MATERIAL PROVIDED:

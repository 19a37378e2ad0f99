// SPDX-FileCopyrightText: 2025 Jason Pena <jasonpena@awkless.com>
// SPDX-License-Identifier: MIT

//! Readable file hierarchies.
//!
//! The bundler never touches the file system directly. Instead, it walks a
//! [`Tree`]: an abstract, read-only hierarchy addressed by slash-separated
//! relative paths where `"."` names the root. [`DirTree`] backs a tree with an
//! on-disk directory, and [`MemoryTree`] holds everything in memory.

use std::{
    collections::BTreeMap,
    fs::{self, File, FileType, Metadata},
    io::{self, ErrorKind, Read},
    path::{Path, PathBuf},
    time::{SystemTime, UNIX_EPOCH},
};
use tracing::warn;

/// Bit mask of the file type bits of a Unix mode.
pub const S_IFMT: u32 = 0o170000;

/// File type bits of a directory.
pub const S_IFDIR: u32 = 0o040000;

/// File type bits of a regular file.
pub const S_IFREG: u32 = 0o100000;

/// File type bits of a symbolic link.
pub const S_IFLNK: u32 = 0o120000;

/// Kind of entry in a tree.
#[derive(Clone, Copy, Debug, PartialEq, Eq, Hash)]
pub enum EntryKind {
    File,
    Directory,
    Symlink,

    /// Devices, sockets, named pipes, and the like.
    Other,
}

impl EntryKind {
    /// Determine entry kind from the file type bits of a Unix mode.
    pub fn from_mode(mode: u32) -> Self {
        match mode & S_IFMT {
            S_IFREG => Self::File,
            S_IFDIR => Self::Directory,
            S_IFLNK => Self::Symlink,
            _ => Self::Other,
        }
    }

    fn from_file_type(file_type: FileType) -> Self {
        if file_type.is_symlink() {
            Self::Symlink
        } else if file_type.is_dir() {
            Self::Directory
        } else if file_type.is_file() {
            Self::File
        } else {
            Self::Other
        }
    }
}

/// Metadata of a tree entry.
#[derive(Clone, Debug, PartialEq, Eq)]
pub struct EntryInfo {
    pub kind: EntryKind,

    /// Raw Unix mode, i.e., file type bits and permission bits.
    pub mode: u32,

    pub size: u64,
    pub mtime: SystemTime,

    /// Inode number, or 0 if the platform does not expose one.
    pub ino: u64,

    pub uid: u32,
    pub gid: u32,
}

impl EntryInfo {
    /// Permission bits of mode, including setuid, setgid, and sticky bits.
    pub fn permissions(&self) -> u32 {
        self.mode & 0o7777
    }
}

impl From<&Metadata> for EntryInfo {
    #[cfg(unix)]
    fn from(metadata: &Metadata) -> Self {
        use std::os::unix::fs::MetadataExt;

        Self {
            kind: EntryKind::from_file_type(metadata.file_type()),
            mode: metadata.mode(),
            size: metadata.size(),
            mtime: metadata.modified().unwrap_or(UNIX_EPOCH),
            ino: metadata.ino(),
            uid: metadata.uid(),
            gid: metadata.gid(),
        }
    }

    #[cfg(not(unix))]
    fn from(metadata: &Metadata) -> Self {
        let kind = EntryKind::from_file_type(metadata.file_type());
        let mode = match kind {
            EntryKind::Directory => S_IFDIR | 0o755,
            EntryKind::Symlink => S_IFLNK | 0o777,
            _ if metadata.permissions().readonly() => S_IFREG | 0o444,
            _ => S_IFREG | 0o644,
        };

        Self {
            kind,
            mode,
            size: metadata.len(),
            mtime: metadata.modified().unwrap_or(UNIX_EPOCH),
            ino: 0,
            uid: 0,
            gid: 0,
        }
    }
}

/// Entry listed by [`Tree::read_dir`].
#[derive(Clone, Debug, PartialEq, Eq)]
pub struct DirEntry {
    /// Base name of entry.
    pub name: String,

    /// Kind of entry without following symlinks.
    pub kind: EntryKind,
}

/// Read-only file hierarchy.
///
/// All paths are slash-separated and relative to the root of the tree, where
/// `"."` names the root itself.
pub trait Tree {
    /// List entries of a directory sorted by name.
    fn read_dir(&self, path: &str) -> io::Result<Vec<DirEntry>>;

    /// Metadata of entry without following symlinks.
    fn symlink_metadata(&self, path: &str) -> io::Result<EntryInfo>;

    /// Metadata of entry, following symlinks.
    fn metadata(&self, path: &str) -> io::Result<EntryInfo>;

    /// Open regular file for reading.
    fn open(&self, path: &str) -> io::Result<Box<dyn Read + '_>>;

    /// Read entire contents of a regular file.
    fn read(&self, path: &str) -> io::Result<Vec<u8>> {
        let mut data = Vec::new();
        self.open(path)?.read_to_end(&mut data)?;
        Ok(data)
    }
}

/// Tree backed by a directory on the OS file system.
#[derive(Clone, Debug, PartialEq, Eq)]
pub struct DirTree {
    root: PathBuf,
}

impl DirTree {
    /// Construct new directory tree rooted at path.
    pub fn new(root: impl Into<PathBuf>) -> Self {
        Self { root: root.into() }
    }

    /// Directory backing the tree.
    pub fn root(&self) -> &Path {
        self.root.as_path()
    }

    fn resolve(&self, path: &str) -> PathBuf {
        if path == "." {
            return self.root.clone();
        }

        path.split('/').fold(self.root.clone(), |full, elem| full.join(elem))
    }
}

impl Tree for DirTree {
    fn read_dir(&self, path: &str) -> io::Result<Vec<DirEntry>> {
        let mut entries = Vec::new();
        for entry in fs::read_dir(self.resolve(path))? {
            let entry = entry?;
            let Ok(name) = entry.file_name().into_string() else {
                warn!("skipping non-UTF-8 file name {:?} in {path}", entry.file_name());
                continue;
            };

            let kind = match entry.file_type() {
                Ok(file_type) => EntryKind::from_file_type(file_type),
                Err(error) => {
                    warn!("could not determine file type of {name:?} in {path}: {error}");
                    continue;
                }
            };

            entries.push(DirEntry { name, kind });
        }

        entries.sort_by(|a, b| a.name.cmp(&b.name));
        Ok(entries)
    }

    fn symlink_metadata(&self, path: &str) -> io::Result<EntryInfo> {
        fs::symlink_metadata(self.resolve(path)).map(|metadata| EntryInfo::from(&metadata))
    }

    fn metadata(&self, path: &str) -> io::Result<EntryInfo> {
        fs::metadata(self.resolve(path)).map(|metadata| EntryInfo::from(&metadata))
    }

    fn open(&self, path: &str) -> io::Result<Box<dyn Read + '_>> {
        Ok(Box::new(File::open(self.resolve(path))?))
    }
}

/// File or directory stored in a [`MemoryTree`].
#[derive(Clone, Debug, PartialEq, Eq)]
pub struct MemoryFile {
    pub data: Vec<u8>,
    pub mode: u32,
    pub mtime: SystemTime,
}

impl MemoryFile {
    /// Construct regular file with permission bits.
    pub fn file(data: impl Into<Vec<u8>>, permissions: u32) -> Self {
        Self {
            data: data.into(),
            mode: S_IFREG | (permissions & 0o7777),
            mtime: UNIX_EPOCH,
        }
    }

    /// Construct empty directory with permission bits.
    pub fn dir(permissions: u32) -> Self {
        Self {
            data: Vec::new(),
            mode: S_IFDIR | (permissions & 0o7777),
            mtime: UNIX_EPOCH,
        }
    }

    /// Set modification time.
    pub fn modified(mut self, mtime: SystemTime) -> Self {
        self.mtime = mtime;
        self
    }

    fn info(&self) -> EntryInfo {
        let kind = EntryKind::from_mode(self.mode);
        EntryInfo {
            kind,
            mode: self.mode,
            size: if kind == EntryKind::Directory { 0 } else { self.data.len() as u64 },
            mtime: self.mtime,
            ino: 0,
            uid: 0,
            gid: 0,
        }
    }
}

/// Tree held entirely in memory.
///
/// Parent directories of inserted entries exist implicitly.
#[derive(Clone, Debug, Default, PartialEq, Eq)]
pub struct MemoryTree {
    entries: BTreeMap<String, MemoryFile>,
}

impl MemoryTree {
    /// Construct new empty memory tree.
    pub fn new() -> Self {
        Self::default()
    }

    /// Insert entry at slash-separated path, replacing any existing entry.
    pub fn insert(&mut self, path: impl Into<String>, file: MemoryFile) -> &mut Self {
        self.entries.insert(path.into(), file);
        self
    }

    /// Remove entry at path.
    pub fn remove(&mut self, path: &str) -> Option<MemoryFile> {
        self.entries.remove(path)
    }

    fn lookup(&self, path: &str) -> io::Result<EntryInfo> {
        if let Some(file) = self.entries.get(path) {
            return Ok(file.info());
        }

        if path == "." || self.children(path).next().is_some() {
            return Ok(MemoryFile::dir(0o755).info());
        }

        Err(io::Error::new(ErrorKind::NotFound, format!("{path}: no such file or directory")))
    }

    fn children<'a>(&'a self, dir: &str) -> impl Iterator<Item = (&'a str, &'a MemoryFile)> + 'a {
        let prefix = if dir == "." { String::new() } else { format!("{dir}/") };
        self.entries
            .iter()
            .filter_map(move |(path, file)| {
                path.strip_prefix(prefix.as_str())
                    .filter(|rest| !rest.is_empty())
                    .map(|rest| (rest, file))
            })
    }
}

impl Tree for MemoryTree {
    fn read_dir(&self, path: &str) -> io::Result<Vec<DirEntry>> {
        let info = self.lookup(path)?;
        if info.kind != EntryKind::Directory {
            return Err(io::Error::other(format!("{path}: not a directory")));
        }

        let mut listing = BTreeMap::new();
        for (rest, file) in self.children(path) {
            match rest.split_once('/') {
                Some((name, _)) => listing.insert(name.to_string(), EntryKind::Directory),
                None => listing.insert(rest.to_string(), EntryKind::from_mode(file.mode)),
            };
        }

        Ok(listing
            .into_iter()
            .map(|(name, kind)| DirEntry { name, kind })
            .collect())
    }

    fn symlink_metadata(&self, path: &str) -> io::Result<EntryInfo> {
        self.lookup(path)
    }

    fn metadata(&self, path: &str) -> io::Result<EntryInfo> {
        self.lookup(path)
    }

    fn open(&self, path: &str) -> io::Result<Box<dyn Read + '_>> {
        match self.entries.get(path) {
            Some(file) if EntryKind::from_mode(file.mode) == EntryKind::File => {
                Ok(Box::new(file.data.as_slice()))
            }
            Some(_) => Err(io::Error::other(format!("{path}: not a regular file"))),
            None => Err(io::Error::new(ErrorKind::NotFound, format!("{path}: no such file"))),
        }
    }
}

REQUIRED WORK: Check each line of the records above for the string "following", and report every line that has it.

OUTPUT FOR THIS TASK:
    /// Kind of entry without following symlinks.
    /// Metadata of entry without following symlinks.
    /// Metadata of entry, following symlinks.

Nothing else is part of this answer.